Strategic waiting has also exposed some of the opposition to our efforts
here. For at least two groups our efforts at healing and reconciliation
are are viewed as a threat to their interests. We have learned that
there are people actively working to derail our efforts. One group are
those who benefit from keeping the conflict going in Syria and do not
want to see stability in the Al-Hassake region. The second group
consists of certain leaders from the Syrian National Council (Syrian
opposition leaders) who know Bassam and me, who know the nature of our
work and are trying to detail it so that they can put on their own
larger conference for the Al-Hassake region and claim to be the first to
do this. We are not in competition with anyone and are not here to claim
the credit for being the first to do anything. We are servants seeking
to bring God's compassion to people who have suffered so deeply both
Christians and Muslims.
On the grand scale of things Bassam Ishak and I are nobodies. We have no
great titles. We do not have unlimited resources. We are not here to
promote ourselves. But we serve a mighty God. Bassam is a Syrian leader
who has been my friend for 27 years since we first met at Church of the
Apostles in the Washington DC area in 1986. He had to flee Damascus two
years ago when he learned that he was about to be arrested by the
regime. He made his way to Beirut and then to Cairo. Since that time he
has emerged as a formidable part of the Syrian opposition leadership and
a solo voice for national healing and reconciliation. I believe that God
brought us together for such a time as this. In November 2011 I was in
Cairo to meet with leaders from the Muslim Brotherhood including
Mohammed Morsi. It was at that time that Bassam brought me into the
whole Syrian conflict by working with opposition leaders. Last year we
conducted two conferences in Cairo for Syrian opposition leaders
focusing on national healing and reconciliation.

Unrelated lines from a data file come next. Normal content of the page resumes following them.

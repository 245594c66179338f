//! Gateway error types
//!
//! Only hard failures surface here. Provider-side trouble (open circuit,
//! timeouts, transport errors) is deliberately absent: the orchestrator
//! degrades those paths to fallback content instead of returning an error.

use chrono::{DateTime, Utc};
use thiserror::Error;

/// Errors returned to gateway callers
#[derive(Debug, Error)]
pub enum GatewayError {
    /// Caller has exhausted its quota for the current period
    #[error("rate limit exceeded: {remaining} calls remaining, resets at {reset_at}")]
    RateLimitExceeded {
        /// Calls remaining in the current period (zero when denied)
        remaining: u64,
        /// Start of the next period, when the counter resets
        reset_at: DateTime<Utc>,
    },

    /// The request itself is invalid. This is a caller bug, never a
    /// transient condition; retrying the same request cannot succeed.
    #[error("malformed request: {message}")]
    MalformedRequest {
        /// What was wrong with the request
        message: String,
    },

    /// A cache or ledger backend failed
    #[error("storage error: {0}")]
    Storage(String),

    /// Configuration could not be loaded or validated
    #[error("configuration error: {0}")]
    Configuration(String),
}

/// Result type for gateway operations
pub type Result<T> = std::result::Result<T, GatewayError>;

#[cfg(test)]
mod tests {
    use super::*;
    use chrono::TimeZone;

    #[test]
    fn test_rate_limit_display_includes_reset() {
        let err = GatewayError::RateLimitExceeded {
            remaining: 0,
            reset_at: Utc.with_ymd_and_hms(2026, 4, 1, 0, 0, 0).unwrap(),
        };
        let message = err.to_string();
        assert!(message.starts_with("rate limit exceeded"));
        assert!(message.contains("2026-04-01"));
    }

    #[test]
    fn test_malformed_request_display() {
        let err = GatewayError::MalformedRequest {
            message: "fingerprint is empty".to_string(),
        };
        assert_eq!(err.to_string(), "malformed request: fingerprint is empty");
    }

    #[test]
    fn test_storage_display() {
        let err = GatewayError::Storage("Redis GET failed: connection refused".to_string());
        assert!(err.to_string().starts_with("storage error"));
    }
}
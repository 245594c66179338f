//! Cost records and aggregates

use crate::request::RequestType;
use chrono::{DateTime, NaiveDate, Utc};
use serde::{Deserialize, Serialize};
use uuid::Uuid;

/// Spend record for one successful provider call.
///
/// Records are append-only. Nothing in the system mutates or deletes them;
/// aggregation always recomputes from the raw rows.
#[derive(Debug, Clone, Serialize, Deserialize)]
pub struct CostRecord {
    /// Record identifier
    pub id: Uuid,
    /// When the provider call completed
    pub occurred_at: DateTime<Utc>,
    /// Organization the call was made for
    pub caller_id: String,
    /// Kind of request that was billed
    pub request_type: RequestType,
    /// Prompt tokens consumed
    pub input_units: u32,
    /// Completion tokens generated
    pub output_units: u32,
    /// Cost in micro-USD at the prices in effect when the call was made
    pub amount_microdollars: u64,
}

impl CostRecord {
    /// Create a record with a fresh id
    #[must_use]
    pub fn new(
        occurred_at: DateTime<Utc>,
        caller_id: impl Into<String>,
        request_type: RequestType,
        input_units: u32,
        output_units: u32,
        amount_microdollars: u64,
    ) -> Self {
        Self {
            id: Uuid::new_v4(),
            occurred_at,
            caller_id: caller_id.into(),
            request_type,
            input_units,
            output_units,
            amount_microdollars,
        }
    }
}

/// Aggregate spend for one UTC day
#[derive(Debug, Clone, Default, Serialize, Deserialize)]
pub struct DailyCost {
    /// The day, UTC
    pub day: NaiveDate,
    /// Provider calls recorded that day
    pub request_count: u64,
    /// Prompt tokens summed
    pub input_units: u64,
    /// Completion tokens summed
    pub output_units: u64,
    /// Micro-USD summed
    pub amount_microdollars: u64,
}
//! FundMatch LLM - provider clients and pricing
//!
//! This crate holds everything that talks to (or reasons about) the AI
//! provider itself:
//! - **Client**: the `ProviderClient` trait plus request/response types
//! - **OpenAI**: an OpenAI-compatible chat-completions client over HTTPS
//! - **Pricing**: per-model token prices in micro-USD and cost computation
//!
//! Resilience concerns (circuit breaking, caching, quotas, budgets) live in
//! `fundmatch-gateway`, which wraps these clients.

#![forbid(unsafe_code)]
#![warn(missing_docs)]

pub mod client;
pub mod error;
pub mod openai;
pub mod pricing;

pub use client::{CompletionRequest, CompletionResponse, ProviderClient, TokenUsage};
pub use error::{Error, Result};
pub use openai::{OpenAiConfig, OpenAiProvider};
pub use pricing::{default_pricing, Cost, ModelPricing, PricingTable};
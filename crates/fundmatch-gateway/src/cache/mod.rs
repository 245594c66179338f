//! Fingerprint-keyed response cache
//!
//! Provider responses are cached under request fingerprints with per-type
//! TTLs. Entries are immutable once written except for their hit counter.
//! The memory backend serves tests and single-node deployments; the Redis
//! backend shares entries across gateway instances.

pub mod memory;
pub mod redis;
pub mod store;

pub use memory::MemoryCache;
pub use redis::RedisCache;
pub use store::{CacheEntry, CacheStore};
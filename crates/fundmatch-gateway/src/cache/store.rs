//! Cache entry type and storage trait

use crate::error::Result;
use async_trait::async_trait;
use chrono::{DateTime, Duration as ChronoDuration, Utc};
use serde::{Deserialize, Serialize};
use std::time::Duration;

/// A cached provider response
#[derive(Debug, Clone, Serialize, Deserialize)]
pub struct CacheEntry {
    /// Fingerprint the entry is stored under
    pub key: String,
    /// Serialized response payload
    pub value: String,
    /// When the entry was written
    pub created_at: DateTime<Utc>,
    /// When the entry stops being served
    pub expires_at: DateTime<Utc>,
    /// How many times the entry has been served
    pub hit_count: u64,
}

impl CacheEntry {
    /// Create an entry expiring `ttl` after `now`
    #[must_use]
    pub fn new(
        key: impl Into<String>,
        value: impl Into<String>,
        ttl: Duration,
        now: DateTime<Utc>,
    ) -> Self {
        Self {
            key: key.into(),
            value: value.into(),
            created_at: now,
            expires_at: now + ChronoDuration::seconds(ttl.as_secs() as i64),
            hit_count: 0,
        }
    }

    /// Whether the entry is stale at `now`. An entry at exactly its expiry
    /// counts as expired.
    #[must_use]
    pub fn is_expired(&self, now: DateTime<Utc>) -> bool {
        now >= self.expires_at
    }

    /// Whole seconds until expiry at `now`, zero once expired
    #[must_use]
    pub fn remaining_ttl_secs(&self, now: DateTime<Utc>) -> u64 {
        (self.expires_at - now).num_seconds().max(0) as u64
    }
}

/// Storage backend for cached responses
#[async_trait]
pub trait CacheStore: Send + Sync {
    /// Look up a fresh entry, counting the hit. Expired entries read as
    /// absent.
    async fn get(&self, fingerprint: &str) -> Result<Option<CacheEntry>>;

    /// Store a payload under a fingerprint with the given TTL, replacing
    /// any previous entry
    async fn put(&self, fingerprint: &str, value: String, ttl: Duration) -> Result<()>;

    /// Drop an entry, reporting whether one existed
    async fn invalidate(&self, fingerprint: &str) -> Result<bool>;
}
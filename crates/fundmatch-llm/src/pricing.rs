//! Model pricing and cost computation
//!
//! All money is integer micro-USD (1 USD = 1,000,000 micro-USD) so cost
//! accounting stays exact under summation. Floats never touch amounts.
//! Fractional micro-USD truncate toward zero.

use serde::{Deserialize, Serialize};
use std::collections::HashMap;

/// Micro-USD in one USD
pub const MICROS_PER_DOLLAR: u64 = 1_000_000;

/// GPT-4o-mini: $0.15 / $0.60 per million tokens
const GPT4O_MINI_INPUT: u64 = 150_000;
const GPT4O_MINI_OUTPUT: u64 = 600_000;

/// GPT-4o: $2.50 / $10.00 per million tokens
const GPT4O_INPUT: u64 = 2_500_000;
const GPT4O_OUTPUT: u64 = 10_000_000;

/// GPT-4.1-mini: $0.40 / $1.60 per million tokens
const GPT41_MINI_INPUT: u64 = 400_000;
const GPT41_MINI_OUTPUT: u64 = 1_600_000;

/// GPT-4.1: $2.00 / $8.00 per million tokens
const GPT41_INPUT: u64 = 2_000_000;
const GPT41_OUTPUT: u64 = 8_000_000;

/// Conservative default for unknown models: $5.00 per million input tokens
pub const DEFAULT_INPUT_MICROS_PER_MILLION: u64 = 5_000_000;
/// Conservative default for unknown models: $15.00 per million output tokens
pub const DEFAULT_OUTPUT_MICROS_PER_MILLION: u64 = 15_000_000;

/// Pricing for a single model
#[derive(Debug, Clone, Serialize, Deserialize)]
pub struct ModelPricing {
    /// Model identifier
    pub model: String,
    /// Provider name
    pub provider: String,
    /// Micro-USD per million input tokens
    pub input_micros_per_million: u64,
    /// Micro-USD per million output tokens
    pub output_micros_per_million: u64,
    /// Context window size in tokens
    pub context_window: u32,
}

impl ModelPricing {
    /// Cost of a call at this model's rates
    #[must_use]
    pub fn cost(&self, input_tokens: u32, output_tokens: u32) -> Cost {
        Cost {
            input_microdollars: token_cost(input_tokens, self.input_micros_per_million),
            output_microdollars: token_cost(output_tokens, self.output_micros_per_million),
        }
    }
}

/// Cost of one call, split by direction
#[derive(Debug, Clone, Copy, PartialEq, Eq, Serialize, Deserialize)]
pub struct Cost {
    /// Micro-USD charged for input tokens
    pub input_microdollars: u64,
    /// Micro-USD charged for output tokens
    pub output_microdollars: u64,
}

impl Cost {
    /// Total micro-USD for the call
    #[must_use]
    pub fn total_microdollars(&self) -> u64 {
        self.input_microdollars
            .saturating_add(self.output_microdollars)
    }
}

// Widened to u128 so tokens * price never overflows mid-multiply
fn token_cost(tokens: u32, micros_per_million: u64) -> u64 {
    let micros = u128::from(tokens) * u128::from(micros_per_million) / 1_000_000;
    u64::try_from(micros).unwrap_or(u64::MAX)
}

/// Default pricing table
#[must_use]
pub fn default_pricing() -> HashMap<String, ModelPricing> {
    let mut pricing = HashMap::new();

    pricing.insert(
        "gpt-4o-mini".to_string(),
        ModelPricing {
            model: "gpt-4o-mini".to_string(),
            provider: "openai".to_string(),
            input_micros_per_million: GPT4O_MINI_INPUT,
            output_micros_per_million: GPT4O_MINI_OUTPUT,
            context_window: 128_000,
        },
    );

    pricing.insert(
        "gpt-4o".to_string(),
        ModelPricing {
            model: "gpt-4o".to_string(),
            provider: "openai".to_string(),
            input_micros_per_million: GPT4O_INPUT,
            output_micros_per_million: GPT4O_OUTPUT,
            context_window: 128_000,
        },
    );

    pricing.insert(
        "gpt-4.1-mini".to_string(),
        ModelPricing {
            model: "gpt-4.1-mini".to_string(),
            provider: "openai".to_string(),
            input_micros_per_million: GPT41_MINI_INPUT,
            output_micros_per_million: GPT41_MINI_OUTPUT,
            context_window: 1_047_576,
        },
    );

    pricing.insert(
        "gpt-4.1".to_string(),
        ModelPricing {
            model: "gpt-4.1".to_string(),
            provider: "openai".to_string(),
            input_micros_per_million: GPT41_INPUT,
            output_micros_per_million: GPT41_OUTPUT,
            context_window: 1_047_576,
        },
    );

    pricing
}

/// Lookup table mapping model names to prices
#[derive(Debug, Clone)]
pub struct PricingTable {
    models: HashMap<String, ModelPricing>,
}

impl Default for PricingTable {
    fn default() -> Self {
        Self::new()
    }
}

impl PricingTable {
    /// Table pre-loaded with the default pricing
    #[must_use]
    pub fn new() -> Self {
        Self {
            models: default_pricing(),
        }
    }

    /// Add or replace pricing for a model
    pub fn insert(&mut self, pricing: ModelPricing) {
        self.models.insert(pricing.model.clone(), pricing);
    }

    /// Pricing for an exact model name
    #[must_use]
    pub fn get(&self, model: &str) -> Option<&ModelPricing> {
        self.models.get(model)
    }

    /// Cost of a call.
    ///
    /// Dated model names ("gpt-4o-mini-2024-07-18") resolve to their base
    /// model's rates via longest-prefix match. Fully unknown models are
    /// charged at the conservative default rates.
    #[must_use]
    pub fn cost_for(&self, model: &str, input_tokens: u32, output_tokens: u32) -> Cost {
        let pricing = self.models.get(model).or_else(|| {
            self.models
                .iter()
                .filter(|(name, _)| model.starts_with(name.as_str()))
                .max_by_key(|(name, _)| name.len())
                .map(|(_, pricing)| pricing)
        });

        match pricing {
            Some(pricing) => pricing.cost(input_tokens, output_tokens),
            None => Cost {
                input_microdollars: token_cost(input_tokens, DEFAULT_INPUT_MICROS_PER_MILLION),
                output_microdollars: token_cost(output_tokens, DEFAULT_OUTPUT_MICROS_PER_MILLION),
            },
        }
    }
}

#[cfg(test)]
mod tests {
    use super::*;

    #[test]
    fn test_default_pricing_contains_known_models() {
        let pricing = default_pricing();
        assert!(pricing.contains_key("gpt-4o-mini"));
        assert!(pricing.contains_key("gpt-4o"));
        assert!(pricing.contains_key("gpt-4.1"));
        assert_eq!(pricing["gpt-4o-mini"].input_micros_per_million, 150_000);
    }

    #[test]
    fn test_cost_computation_is_exact() {
        let table = PricingTable::new();
        // 120 input tokens at $0.15/M = 18 micro-USD
        // 80 output tokens at $0.60/M = 48 micro-USD
        let cost = table.cost_for("gpt-4o-mini", 120, 80);
        assert_eq!(cost.input_microdollars, 18);
        assert_eq!(cost.output_microdollars, 48);
        assert_eq!(cost.total_microdollars(), 66);
    }

    #[test]
    fn test_fractional_micros_truncate() {
        let table = PricingTable::new();
        // 1 token at $0.15/M = 0.15 micro-USD, truncates to 0
        let cost = table.cost_for("gpt-4o-mini", 1, 0);
        assert_eq!(cost.input_microdollars, 0);

        // 7 tokens at $0.15/M = 1.05 micro-USD, truncates to 1
        let cost = table.cost_for("gpt-4o-mini", 7, 0);
        assert_eq!(cost.input_microdollars, 1);
    }

    #[test]
    fn test_unknown_model_uses_default_rates() {
        let table = PricingTable::new();
        // 1M input tokens at the $5/M default = exactly 5 USD
        let cost = table.cost_for("some-future-model", 1_000_000, 0);
        assert_eq!(cost.input_microdollars, 5 * MICROS_PER_DOLLAR);
    }

    #[test]
    fn test_dated_model_resolves_by_prefix() {
        let table = PricingTable::new();
        let dated = table.cost_for("gpt-4o-mini-2024-07-18", 1_000_000, 0);
        let base = table.cost_for("gpt-4o-mini", 1_000_000, 0);
        assert_eq!(dated, base);
        // "gpt-4o-2024-08-06" must resolve to gpt-4o, not gpt-4o-mini
        let dated_4o = table.cost_for("gpt-4o-2024-08-06", 1_000_000, 0);
        assert_eq!(dated_4o.input_microdollars, GPT4O_INPUT);
    }

    #[test]
    fn test_extreme_prices_saturate_instead_of_overflowing() {
        let pricing = ModelPricing {
            model: "stress".to_string(),
            provider: "test".to_string(),
            input_micros_per_million: u64::MAX,
            output_micros_per_million: u64::MAX,
            context_window: 1,
        };
        let cost = pricing.cost(u32::MAX, u32::MAX);
        assert_eq!(cost.input_microdollars, u64::MAX);
        assert_eq!(cost.total_microdollars(), u64::MAX);
    }

    #[test]
    fn test_insert_overrides_default() {
        let mut table = PricingTable::new();
        table.insert(ModelPricing {
            model: "gpt-4o-mini".to_string(),
            provider: "openai".to_string(),
            input_micros_per_million: 100_000,
            output_micros_per_million: 400_000,
            context_window: 128_000,
        });
        let cost = table.cost_for("gpt-4o-mini", 1_000_000, 0);
        assert_eq!(cost.input_microdollars, 100_000);
    }
}
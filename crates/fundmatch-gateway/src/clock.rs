//! Time sources
//!
//! Breaker windows, cache TTLs and quota periods are all evaluated lazily
//! against an injected clock. Nothing in this crate spawns a timer; tests
//! drive every transition by advancing a manual clock.

use chrono::{DateTime, Datelike, Duration as ChronoDuration, NaiveDate, TimeZone, Utc};
use std::sync::atomic::{AtomicU64, Ordering};
use std::time::{Duration, Instant};

/// Clock abstraction over monotonic and wall-clock time.
///
/// Monotonic milliseconds feed failure windows and open timers, which must
/// never run backwards. Wall-clock UTC feeds calendar periods (quota months,
/// cache expiry stamps, ledger timestamps).
pub trait Clock: Send + Sync {
    /// Milliseconds since an arbitrary fixed origin, never decreasing
    fn monotonic_millis(&self) -> u64;

    /// Current wall-clock time in UTC
    fn now_utc(&self) -> DateTime<Utc>;
}

/// Production clock backed by `Instant` and `Utc::now`
#[derive(Debug)]
pub struct SystemClock {
    origin: Instant,
}

impl SystemClock {
    /// Create a system clock anchored at construction time
    #[must_use]
    pub fn new() -> Self {
        Self {
            origin: Instant::now(),
        }
    }
}

impl Default for SystemClock {
    fn default() -> Self {
        Self::new()
    }
}

impl Clock for SystemClock {
    fn monotonic_millis(&self) -> u64 {
        self.origin.elapsed().as_millis() as u64
    }

    fn now_utc(&self) -> DateTime<Utc> {
        Utc::now()
    }
}

/// Manually advanced clock for tests.
///
/// Monotonic and wall time move together: `advance` shifts both, so a test
/// that skips 31 simulated seconds ages breaker timers and calendar time
/// consistently.
#[derive(Debug)]
pub struct ManualClock {
    millis: AtomicU64,
    epoch: DateTime<Utc>,
}

impl ManualClock {
    /// Clock starting at the given wall-clock instant with monotonic zero
    #[must_use]
    pub fn starting_at(epoch: DateTime<Utc>) -> Self {
        Self {
            millis: AtomicU64::new(0),
            epoch,
        }
    }

    /// Advance by a duration
    pub fn advance(&self, duration: Duration) {
        self.advance_millis(duration.as_millis() as u64);
    }

    /// Advance by milliseconds
    pub fn advance_millis(&self, millis: u64) {
        self.millis.fetch_add(millis, Ordering::SeqCst);
    }
}

impl Default for ManualClock {
    fn default() -> Self {
        Self::starting_at(Utc::now())
    }
}

impl Clock for ManualClock {
    fn monotonic_millis(&self) -> u64 {
        self.millis.load(Ordering::SeqCst)
    }

    fn now_utc(&self) -> DateTime<Utc> {
        self.epoch + ChronoDuration::milliseconds(self.millis.load(Ordering::SeqCst) as i64)
    }
}

// ============================================================================
// Calendar Periods
// ============================================================================

/// Key of the calendar month containing `now`, e.g. "2026-08".
///
/// Quota counters and budget alert state are scoped to this key; comparing
/// keys is how both roll over lazily.
#[must_use]
pub fn period_key(now: DateTime<Utc>) -> String {
    now.format("%Y-%m").to_string()
}

/// First instant of the calendar month containing `now`
#[must_use]
pub fn period_start(now: DateTime<Utc>) -> DateTime<Utc> {
    month_start(now.year(), now.month()).unwrap_or(now)
}

/// First instant of the month after the one containing `now`
#[must_use]
pub fn next_period_start(now: DateTime<Utc>) -> DateTime<Utc> {
    let (year, month) = if now.month() == 12 {
        (now.year() + 1, 1)
    } else {
        (now.year(), now.month() + 1)
    };
    month_start(year, month).unwrap_or(now)
}

// Day 1 at midnight is always constructible for a valid month
fn month_start(year: i32, month: u32) -> Option<DateTime<Utc>> {
    NaiveDate::from_ymd_opt(year, month, 1)
        .and_then(|date| date.and_hms_opt(0, 0, 0))
        .map(|naive| Utc.from_utc_datetime(&naive))
}
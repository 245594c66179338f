//! Ledger storage trait

use super::record::{CostRecord, DailyCost};
use crate::error::Result;
use async_trait::async_trait;
use chrono::{DateTime, Utc};

/// Storage backend for the append-only cost ledger
#[async_trait]
pub trait LedgerStore: Send + Sync {
    /// Append one record
    async fn append(&self, record: &CostRecord) -> Result<()>;

    /// Per-day aggregates for the trailing `days` UTC days including today,
    /// most recent day first. Days with no spend are omitted.
    async fn daily_breakdown(&self, days: u32) -> Result<Vec<DailyCost>>;

    /// Total micro-USD recorded at or after `period_start`
    async fn period_spend(&self, period_start: DateTime<Utc>) -> Result<u64>;
}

As I sit here feeling like a small cog in the midst of enormous
geopolitical forces that are fighting for the soul of Syria I am
reminded of the words of Sheik Salah Kuftaro to me in 2005 in Damascus "
I have listened carefully to your words about Faith-Based Reconciliation
and have concluded that this is not the work of a Washington DC NGO, but
rather the work of the prophets"
Keep us in prayer. The outcome of this trip is still very much unknown
at this time. But God is at work.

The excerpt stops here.